Core cellular metabolic reprogramming that contributes to altered epigenetic modifications in cancer. Changes in metabolic proteins, which play important roles in glycolysis, TCA cycle and hexosamine biosynthetic pathway, affect the abundance of key metabolites, including acetyl-CoA, α-KG, succinate, fumarate, 2-hydroxyglutarate, UDP-GlcNAc, lactate and NAD⁺/NADH. These alterations have significant influences on DNA, RNA and histone methylation as well as histone acetylation, O-GlcNAcylation, phosphorylation and lactylation in cancer cells. Red indicates altered metabolic proteins, and purple indicates the key metabolites that affect epigenetic modifications in cancer. GLUTs, glucose transporters; GFAT1, glutamine fructose-6-phosphate amidotransferase 1; UDP-GlcNAc, uridine diphospho-N-acetylglucosamine; PHGDH, phosphoglycerate dehydrogenase; PKM2, pyruvate kinase 2; LDHA, lactate dehydrogenase A; PDC, pyruvate dehydrogenase complex; ACSS2, acyl-CoA synthetase short chain family member 2; ACLY, ATP-citrate lyase; IDHs, isocitrate dehydrogenases; SDHs, succinate dehydrogenases; FHs, fumarate hydratases; GLS1/2, glutaminase 1 and 2.
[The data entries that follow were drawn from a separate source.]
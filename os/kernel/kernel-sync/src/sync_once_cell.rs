use core::{
    cell::UnsafeCell,
    hint::spin_loop,
    mem::MaybeUninit,
    sync::atomic::{AtomicU8, Ordering},
};

/// 0 = UNINIT, 1 = INITING, 2 = READY
const UNINIT: u8 = 0;
const INITING: u8 = 1;
const READY: u8 = 2;

/// Write-once cell for values that live as long as the kernel, such as the
/// kernel heap the global allocator forwards to.
pub struct SyncOnceCell<T> {
    state: AtomicU8,
    value: UnsafeCell<MaybeUninit<T>>,
}

impl<T> Default for SyncOnceCell<T> {
    fn default() -> Self {
        Self::new()
    }
}

impl<T> SyncOnceCell<T> {
    #[must_use]
    pub const fn new() -> Self {
        Self {
            state: AtomicU8::new(UNINIT),
            value: UnsafeCell::new(MaybeUninit::uninit()),
        }
    }

    /// Returns `Some(&T)` if already initialized.
    #[inline]
    pub fn get(&self) -> Option<&T> {
        if self.state.load(Ordering::Acquire) == READY {
            // SAFETY: READY guarantees the write is done
            Some(unsafe { &*(*self.value.get()).as_ptr() })
        } else {
            None
        }
    }

    /// Store `value` unless the cell is already taken; returns the value back
    /// in that case.
    pub fn set(&self, value: T) -> Result<&T, T> {
        if self
            .state
            .compare_exchange(UNINIT, INITING, Ordering::Acquire, Ordering::Relaxed)
            .is_err()
        {
            return Err(value);
        }

        unsafe {
            (*self.value.get()).write(value);
        }
        self.state.store(READY, Ordering::Release);
        // SAFETY: just wrote it
        Ok(unsafe { &*(*self.value.get()).as_ptr() })
    }

    /// Initialize at most once and return `&T`.
    pub fn get_or_init(&self, init: impl FnOnce() -> T) -> &T {
        // Fast path
        if let Some(v) = self.get() {
            return v;
        }

        // Try to take initialization
        if self
            .state
            .compare_exchange(UNINIT, INITING, Ordering::Acquire, Ordering::Relaxed)
            .is_ok()
        {
            // We are the initializer
            let v = init();
            unsafe {
                (*self.value.get()).write(v);
            }
            // Publish value before marking READY
            self.state.store(READY, Ordering::Release);
            // SAFETY: just wrote it
            return unsafe { &*(*self.value.get()).as_ptr() };
        }

        // Someone else is initializing; wait until READY
        while self.state.load(Ordering::Acquire) != READY {
            spin_loop();
        }
        // SAFETY: READY
        unsafe { &*(*self.value.get()).as_ptr() }
    }
}

impl<T> Drop for SyncOnceCell<T> {
    fn drop(&mut self) {
        if *self.state.get_mut() == READY {
            // SAFETY: READY means the value was written and is dropped once here
            unsafe { self.value.get_mut().assume_init_drop() };
        }
    }
}

// Safety: shared after READY; initialization is single-writer.
unsafe impl<T: Sync> Sync for SyncOnceCell<T> {}
unsafe impl<T: Send> Send for SyncOnceCell<T> {}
Additionally, other dysregulated metabolites that involve in the regulation of acetyl-CoA abundance also play important roles in cancer. Arginine and its metabolic products are crucial to cellular physiology, and their dysregulation is associated with cancer [87]. In prostate cancer cells, arginine also activates the expression of KATs and increases the acetyl-CoA level and histone acetylation, facilitating TEA domain transcription factor 4 (TEAD4) recruitment, which leads to upregulation of OXPHOS genes [88]. In normal colonocytes, butyrate is the important energy source, and is used to produce acetyl-CoA. However, glucose becomes the primary energy source in colon cancer cells due to Warburg effect. Therefore, butyrate accumulates and acts as an HDAC inhibitor. Although both glucose and butyrate can increase histone acetylation, different target genes are upregulated. Consequently, butyrate facilitates colon cancer cell proliferation when Warburg effect is prevented, whereas it inhibits the proliferation of colon cancer cells undergoing Warburg effect [89]. Moreover, primary mammary gland-derived adipocytes secret β-hydroxybutyrate that is required to contribute to the malignancy of breast cancer cells with monocarboxylate transporter 2 (MCT2) expression via upregulating global histone H3K9 acetylation [90].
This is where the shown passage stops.